## YOUR OBJECTIVE
Extract each line of the data below exactly as written.

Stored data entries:
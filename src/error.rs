use thiserror::Error;

/// Result type for pipeline operations
pub type Result<T> = std::result::Result<T, PipelineError>;

/// Errors that can surface when a pipeline is built or drained
#[derive(Error, Debug)]
pub enum PipelineError {
    /// A caller-supplied closure panicked inside a stage thread
    #[error("stage '{stage}' panicked while processing")]
    StagePanicked { stage: String },

    /// Fan-out was requested with zero workers
    #[error("parallel stage requires at least one worker")]
    NoWorkers,
}
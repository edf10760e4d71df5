//! Even-number pipeline demonstrating filtering, transformation, and a fold
//!
//! Pipeline:
//! 1. Source: numbers 1-100
//! 2. Filter: keep only even numbers
//! 3. Transform: multiply by 10
//! 4. Reduce: sum everything
//!
//! Usage: cargo run --example even_sum --release

use flowline::Stream;

fn main() -> Result<(), Box<dyn std::error::Error>> {
    println!("Even Sum Pipeline");
    println!("=================");
    println!("Filtering evens out of 1-100, scaling by 10, folding the total");
    println!();

    let stream = Stream::from_vec((1..=100u64).collect::<Vec<u64>>())
        .filter(|n| n % 2 == 0)
        .map(|n| n * 10);

    let stats = stream.stats();
    let total = stream.reduce(0, |acc, n| acc + n)?;

    println!("Sum of scaled evens: {total}");
    println!();
    println!("{}", stats.summary());

    Ok(())
}
//! Fan-out pipeline demonstrating unordered parallel forwarding
//!
//! Squares 1-1000 and pushes the results through four racing workers. The
//! collected output arrives in worker order, not source order, so the demo
//! sorts before printing the extremes.
//!
//! Usage: cargo run --example fanout --release

use flowline::Stream;

fn main() -> Result<(), Box<dyn std::error::Error>> {
    println!("Fan-out Pipeline");
    println!("================");
    println!();

    let stream = Stream::from_vec((1..=1000u64).collect::<Vec<u64>>())
        .map(|n| n * n)
        .parallel(4)?;

    let stats = stream.stats();
    let mut squares = stream.collect()?;

    println!("Collected {} squares (unordered)", squares.len());
    squares.sort_unstable();
    println!(
        "Smallest: {}, largest: {}",
        squares.first().copied().unwrap_or(0),
        squares.last().copied().unwrap_or(0)
    );
    println!();
    println!("{}", stats.summary());

    Ok(())
}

## SOLVED EXERCISE
filename src/error.rs
use thiserror::Error;

/// Result type for pipeline operations
pub type Result<T> = std::result::Result<T, PipelineError>;

/// Errors that can surface when a pipeline is built or drained
#[derive(Error, Debug)]
pub enum PipelineError {
    /// A caller-supplied closure panicked inside a stage thread
    #[error("stage '{stage}' panicked while processing")]
    StagePanicked { stage: String },

    /// Fan-out was requested with zero workers
    #[error("parallel stage requires at least one worker")]
    NoWorkers,
}
repository edf10760e4d71df5
//! Even-number pipeline demonstrating filtering, transformation, and a fold
//!
//! Pipeline:
//! 1. Source: numbers 1-100
//! 2. Filter: keep only even numbers
//! 3. Transform: multiply by 10
//! 4. Reduce: sum everything
//!
//! Usage: cargo run --example even_sum --release

use flowline::Stream;

fn main() -> Result<(), Box<dyn std::error::Error>> {
    println!("Even Sum Pipeline");
    println!("=================");
    println!("Filtering evens out of 1-100, scaling by 10, folding the total");
    println!();

    let stream = Stream::from_vec((1..=100u64).collect::<Vec<u64>>())
        .filter(|n| n % 2 == 0)
        .map(|n| n * 10);

    let stats = stream.stats();
    let total = stream.reduce(0, |acc, n| acc + n)?;

    println!("Sum of scaled evens: {total}");
    println!();
    println!("{}", stats.summary());

    Ok(())
}
//! Fan-out pipeline demonstrating unordered parallel forwarding
//!
//! Squares 1-1000 and pushes the results through four racing workers. The
//! collected output arrives in worker order, not source order, so the demo
//! sorts before printing the extremes.
//!
//! Usage: cargo run --example fanout --release

use flowline::Stream;

fn main() -> Result<(), Box<dyn std::error::Error>> {
    println!("Fan-out Pipeline");
    println!("================");
    println!();

    let stream = Stream::from_vec((1..=1000u64).collect::<Vec<u64>>())
        .map(|n| n * n)
        .parallel(4)?;

    let stats = stream.stats();
    let mut squares = stream.collect()?;

    println!("Collected {} squares (unordered)", squares.len());
    squares.sort_unstable();
    println!(
        "Smallest: {}, largest: {}",
        squares.first().copied().unwrap_or(0),
        squares.last().copied().unwrap_or(0)
    );
    println!();
    println!("{}", stats.summary());

    Ok(())
}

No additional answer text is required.